On Jan.7, U.S. District Judge Terry R. Means of the Northern District of Texas in Dallas issued an order in MC Asset Recovery, LLC v. Castex Energy, Inc et al, denying the corporate defendants’ attempt to quash a subpoena aimed at getting on the stand lawyers from Baker Botts who had provided counsel to those defendants for the transactions invloved in MC Asset Recovery.

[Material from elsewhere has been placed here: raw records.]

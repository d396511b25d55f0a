//! Cache-aside weather service.
//!
//! Reads go to the cache first; on a miss the provider is called and the
//! result written back with the TTL for its kind. The cache is never a
//! correctness dependency: read failures count as misses and write failures
//! are logged and dropped.

use std::sync::Arc;

use serde::de::DeserializeOwned;
use serde::Serialize;
use tracing::{debug, info, warn};

use crate::cache::{CacheBackend, StoreStats};
use crate::error::{CacheError, Result, WeatherError};
use crate::weather::keys::{CacheKey, CachePolicy, FORECAST_PREFIX, WEATHER_PREFIX};
use crate::weather::{ForecastBundle, WeatherProvider, WeatherSample};

// == Lookup ==
/// Where a looked-up value came from.
#[derive(Debug, Clone, Copy, PartialEq, Eq)]
pub enum LookupSource {
    Cache,
    Provider,
}

/// A value returned by the service together with its source.
#[derive(Debug, Clone, PartialEq)]
pub struct Lookup<T> {
    pub value: T,
    pub source: LookupSource,
}

impl<T> Lookup<T> {
    pub fn from_cache(&self) -> bool {
        self.source == LookupSource::Cache
    }

    pub fn into_inner(self) -> T {
        self.value
    }
}

// == Cache Write ==
/// Outcome of a best-effort cache write.
#[derive(Debug, Clone, PartialEq, Eq)]
pub enum CacheWrite {
    Written,
    /// The cache was unavailable, nothing attempted
    Skipped,
    Failed(String),
}

// == Statistics ==
/// Key counts per namespace plus whatever the store itself tracks.
#[derive(Debug, Clone, PartialEq, Serialize)]
pub struct CacheStatistics {
    pub weather_entries: usize,
    pub forecast_entries: usize,
    pub total_entries: usize,
    /// None when the cache is unavailable
    pub store: Option<StoreStats>,
}

/// Checks a city argument and returns it trimmed.
pub fn validate_city(city: &str) -> Result<&str> {
    let city = city.trim();
    if city.is_empty() {
        return Err(WeatherError::validation(
            "City parameter is required and cannot be empty",
        ));
    }
    if city.contains([':', '*', '?']) {
        return Err(WeatherError::validation(format!(
            "City name contains invalid characters: {city}"
        )));
    }
    Ok(city)
}

// == Weather Service ==
/// Serves weather data through the cache, calling the provider on misses.
#[derive(Clone)]
pub struct WeatherService {
    cache: Arc<dyn CacheBackend>,
    provider: Arc<dyn WeatherProvider>,
    policy: CachePolicy,
}

impl WeatherService {
    pub fn new(
        cache: Arc<dyn CacheBackend>,
        provider: Arc<dyn WeatherProvider>,
        policy: CachePolicy,
    ) -> Self {
        Self {
            cache,
            provider,
            policy,
        }
    }

    pub fn policy(&self) -> &CachePolicy {
        &self.policy
    }

    // == Current Weather ==
    pub async fn get_current_weather(&self, city: &str) -> Result<Lookup<WeatherSample>> {
        let city = validate_city(city)?;
        let key = CacheKey::weather(city);

        if let Some(sample) = self.read_cached::<WeatherSample>(&key).await {
            info!(city, "weather data served from cache");
            return Ok(Lookup {
                value: sample,
                source: LookupSource::Cache,
            });
        }

        let sample = self
            .provider
            .current_weather(city)
            .await
            .map_err(|source| WeatherError::provider(city, source))?;

        self.write_cached(&key, &sample).await;
        info!(city, "weather data fetched from provider");

        Ok(Lookup {
            value: sample,
            source: LookupSource::Provider,
        })
    }

    // == Forecast ==
    pub async fn get_weather_forecast(&self, city: &str, days: u32) -> Result<Lookup<ForecastBundle>> {
        let city = validate_city(city)?;
        if !self.policy.forecast_days().contains(&days) {
            return Err(WeatherError::validation(format!(
                "days must be between {} and {}, got {}",
                self.policy.min_forecast_days, self.policy.max_forecast_days, days
            )));
        }
        let key = CacheKey::forecast(city, days);

        if let Some(bundle) = self.read_cached::<ForecastBundle>(&key).await {
            info!(city, days, "forecast served from cache");
            return Ok(Lookup {
                value: bundle,
                source: LookupSource::Cache,
            });
        }

        let bundle = self
            .provider
            .forecast(city, days)
            .await
            .map_err(|source| WeatherError::provider(city, source))?;

        self.write_cached(&key, &bundle).await;
        info!(city, days, "forecast fetched from provider");

        Ok(Lookup {
            value: bundle,
            source: LookupSource::Provider,
        })
    }

    // == Invalidation ==
    /// Drops the current-weather entry and every forecast entry for a city.
    ///
    /// Returns how many keys were removed.
    pub async fn clear_cache_for_city(&self, city: &str) -> Result<usize> {
        let city = validate_city(city)?;

        let mut keys = vec![CacheKey::weather(city).to_string()];
        match self.cache.keys(&CacheKey::forecast_pattern(city)).await {
            Ok(forecast_keys) => keys.extend(forecast_keys),
            Err(e) => warn!(city, error = %e, "could not list forecast keys"),
        }

        let mut removed = 0;
        for key in &keys {
            match self.cache.delete(key).await {
                Ok(true) => removed += 1,
                Ok(false) => {}
                Err(e) => warn!(key = %key, error = %e, "cache delete failed"),
            }
        }

        info!(city, removed, "cache cleared for city");
        Ok(removed)
    }

    /// Flushes the whole cache. False if the cache could not be cleared.
    pub async fn clear_all_cache(&self) -> bool {
        match self.cache.clear_all().await {
            Ok(cleared) => {
                info!("all cache entries cleared");
                cleared
            }
            Err(e) => {
                warn!(error = %e, "cache flush failed");
                false
            }
        }
    }

    // == Statistics ==
    /// Read-only summary of what the cache holds.
    pub async fn get_cache_statistics(&self) -> CacheStatistics {
        let weather_entries = self.count_keys(WEATHER_PREFIX).await;
        let forecast_entries = self.count_keys(FORECAST_PREFIX).await;
        let store = match self.cache.stats().await {
            Ok(stats) => stats,
            Err(e) => {
                warn!(error = %e, "cache stats unavailable");
                None
            }
        };

        CacheStatistics {
            weather_entries,
            forecast_entries,
            total_entries: weather_entries + forecast_entries,
            store,
        }
    }

    pub async fn cache_healthy(&self) -> bool {
        self.cache.health_check().await
    }

    /// Number of live current-weather keys.
    pub async fn cached_weather_count(&self) -> usize {
        self.count_keys(WEATHER_PREFIX).await
    }

    async fn count_keys(&self, prefix: &str) -> usize {
        match self.cache.keys(&CacheKey::namespace_pattern(prefix)).await {
            Ok(keys) => keys.len(),
            Err(e) => {
                debug!(prefix, error = %e, "cache key listing failed");
                0
            }
        }
    }

    // == Cache plumbing ==
    /// Cached value under `key`, or None on a miss, a cache failure, or an
    /// undecodable payload.
    async fn read_cached<T: DeserializeOwned>(&self, key: &CacheKey) -> Option<T> {
        let key = key.to_string();
        let raw = match self.cache.get(&key).await {
            Ok(Some(raw)) => raw,
            Ok(None) => {
                debug!(key = %key, "cache miss");
                return None;
            }
            Err(e) => {
                warn!(key = %key, error = %e, "cache read failed, treating as miss");
                return None;
            }
        };

        match serde_json::from_str(&raw) {
            Ok(value) => {
                debug!(key = %key, "cache hit");
                Some(value)
            }
            Err(e) => {
                let e = CacheError::Serialization(e.to_string());
                warn!(key = %key, error = %e, "cached value undecodable, treating as miss");
                None
            }
        }
    }

    async fn write_cached<T: Serialize>(&self, key: &CacheKey, value: &T) -> CacheWrite {
        let ttl_secs = self.policy.ttl_for(key);
        let key = key.to_string();

        let outcome = match serde_json::to_string(value) {
            Err(e) => CacheWrite::Failed(CacheError::Serialization(e.to_string()).to_string()),
            Ok(payload) => match self.cache.set(&key, payload, ttl_secs).await {
                Ok(true) => CacheWrite::Written,
                Ok(false) => CacheWrite::Skipped,
                Err(CacheError::Unavailable(_)) => CacheWrite::Skipped,
                Err(e) => CacheWrite::Failed(e.to_string()),
            },
        };

        match &outcome {
            CacheWrite::Written => debug!(key = %key, ttl_secs, "cached"),
            CacheWrite::Skipped => debug!(key = %key, "cache unavailable, write skipped"),
            CacheWrite::Failed(reason) => warn!(key = %key, reason = %reason, "cache write failed"),
        }
        outcome
    }
}
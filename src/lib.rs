//! Weather Cache - cache-aside weather query service
//!
//! Serves current weather and forecasts through a TTL cache in front of a
//! weather provider, records observed samples in a history store, and
//! exposes everything as invocable tools over HTTP.

pub mod api;
pub mod cache;
pub mod config;
pub mod error;
pub mod history;
pub mod models;
pub mod tasks;
pub mod weather;

pub use api::{create_router, AppState};
pub use config::Config;
pub use error::{Result, WeatherError};
pub use tasks::spawn_expiry_task;
pub use weather::WeatherService;
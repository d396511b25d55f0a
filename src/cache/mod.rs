//! Cache Module
//!
//! TTL-aware key-value caching: the in-process store engine and the async
//! backend contract consumed by the weather service.

mod backend;
mod entry;
mod pattern;
mod recency;
mod stats;
mod store;


// Re-export public types
pub use backend::{CacheBackend, DisabledCache, KeyTtl, MemoryCache};
pub use entry::CacheEntry;
pub use pattern::KeyPattern;
pub use recency::RecencyIndex;
pub use stats::StoreStats;
pub use store::CacheStore;

// == Public Constants ==
/// Maximum allowed key length in bytes
pub const MAX_KEY_LENGTH: usize = 256;

/// Maximum allowed value size in bytes
pub const MAX_VALUE_SIZE: usize = 1024 * 1024; // 1 MB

On Jan. 9, according to the PACER record of the case, at a hearing before Means, both sides read and agreed to the terms of their proposed settlement. Court approval of that settlement is still pending. Did the pre-trial proposed settlement hinge on the failure to quash the subpoena of Baker Botts lawyers? No one was available to answer that question. G. Michael Gruber, a partner in Dallas’ Gruber Hurst, who represented the plaintiffs, declined to comment, citing, through his assistant, the terms of the settlement bar his publicly commenting on it. Neal Manne, a partner in Susman Godfrey, who represented the defense, writes in an email: "The parties agreed that there would be no comment, other than that it was an amicable settlement."
―Miriam Rozen



"The parties agreed that there would be no comment, other than that it was an amicable settlement."